# Pilgrims Progress Lecture by Derek Thomas



## Backwoods Presbyterian (May 17, 2008)

All,

I went to a Lecture this morning at RPTS (3-hours in length) led by Dr. Derek Thomas of RTS-Jackson on Pilgrim's Progress, and John Bunyan in general. It was unbelievable. Dr. Thomas is a Godly man who really shook some foundations with his great words about the reality of the need for an understanding of conversion and assurance. Best shown in the fact while Christian is converted at the wicked gate he does not drop his burden till the sepulcher. Also I highly recommend you read Part II if you have not. Beautiful stuff. 

They did record it on MP3 so I do not know if/when it will be available but I'll be on the lookout for it. 

Major


----------



## turmeric (May 17, 2008)

Love Part II! I think it's supposed to represent a congregation.


----------



## Reformed Covenanter (May 17, 2008)

I was friends with Derek Thomas's son-in-law a while back. Haven't seen him for a couple of years. He is a fine preacher, who laboured for many years in Belfast.


----------



## Presbyterian Deacon (May 17, 2008)

turmeric said:


> Love Part II! I think it's supposed to represent a congregation.

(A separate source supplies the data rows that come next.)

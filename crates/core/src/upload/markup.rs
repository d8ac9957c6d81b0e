//! Markup generation per media kind.

use reqwest::Url;

use super::error::UploadError;
use super::types::{Destination, UploadedMedia};
use crate::media::MediaKind;

const PDF_VIEWER: &str = "https://docs.google.com/viewer";
const PDF_LOCAL_UNSUPPORTED: &str = "PDFs cannot be embedded in local mode";

/// Check that `kind` can be embedded from `destination`.
///
/// # Errors
///
/// PDFs are only embeddable through the remote viewer, so a PDF bound for
/// the vault is rejected.
pub fn ensure_embeddable(kind: MediaKind, destination: &Destination) -> Result<(), UploadError> {
    if kind == MediaKind::Pdf && destination.is_local() {
        return Err(UploadError::markup(PDF_LOCAL_UNSUPPORTED));
    }
    Ok(())
}

/// Markup embedding `media` in a note.
///
/// Images link the location directly (a vault-relative path when local).
/// Video and audio become HTML tags with controls; local ones point at a
/// `file://` URI under the vault root. PDFs are wrapped in a document viewer
/// iframe.
///
/// # Errors
///
/// Returns [`UploadError::MarkupGeneration`] for a local PDF, or for a remote
/// PDF location the viewer URL cannot be built from.
pub fn render(media: &UploadedMedia) -> Result<String, UploadError> {
    ensure_embeddable(media.kind, &media.destination)?;

    let markup = match media.kind {
        MediaKind::Image => format!("![image]({})", media.location),
        MediaKind::Video => format!("<video src=\"{}\" controls />", source(media)),
        MediaKind::Audio => format!("<audio src=\"{}\" controls />", source(media)),
        MediaKind::Pdf => {
            let viewer = Url::parse_with_params(
                PDF_VIEWER,
                &[("url", media.location.as_str()), ("embedded", "true")],
            )
            .map_err(|e| UploadError::markup(format!("cannot build PDF viewer URL: {e}")))?;
            format!(
                "<iframe src=\"{viewer}\" width=\"100%\" height=\"800\" frameborder=\"0\"></iframe>"
            )
        }
    };

    Ok(markup)
}

fn source(media: &UploadedMedia) -> String {
    match &media.destination {
        Destination::Remote => media.location.clone(),
        Destination::Local { base_path } => format!(
            "file://{}/{}",
            base_path.trim_end_matches('/'),
            media.location.trim_start_matches('/')
        ),
    }
}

It is interesting to look at, and consider the differences in the journeys of Christiana and her children, compared to the experiences of Christian in part one.


----------



## bookslover (May 17, 2008)

Spurgeon once said he'd read _The Pilgrim's Progress_ about a hundred times. Not hard to understand why.


----------



## SueS (May 18, 2008)

We get the RPTS news e-letter - problem is, it always seems to arrive at the computer either late for an event or the day before so there is no way we can attend. Our pastor knows Derek Thomas personally and would have loved to attend. Anyway, glad you were able to go and I hope they do offer mp3's - it sounds like it would be well worth getting one.


----------



## Backwoods Presbyterian (May 31, 2008)

I promised when the lectures became available I would post them here so here they are:
Reformation Society of Pittsburgh A local chapter of the Alliance of Confessing Evangelicals


----------



## JM (Jul 20, 2008)

Thank you.

I just found a sermon series to add to the thread : http://www.sermonsfortoday.org/browse_sermons/sermonsInSeries.php?series=3


----------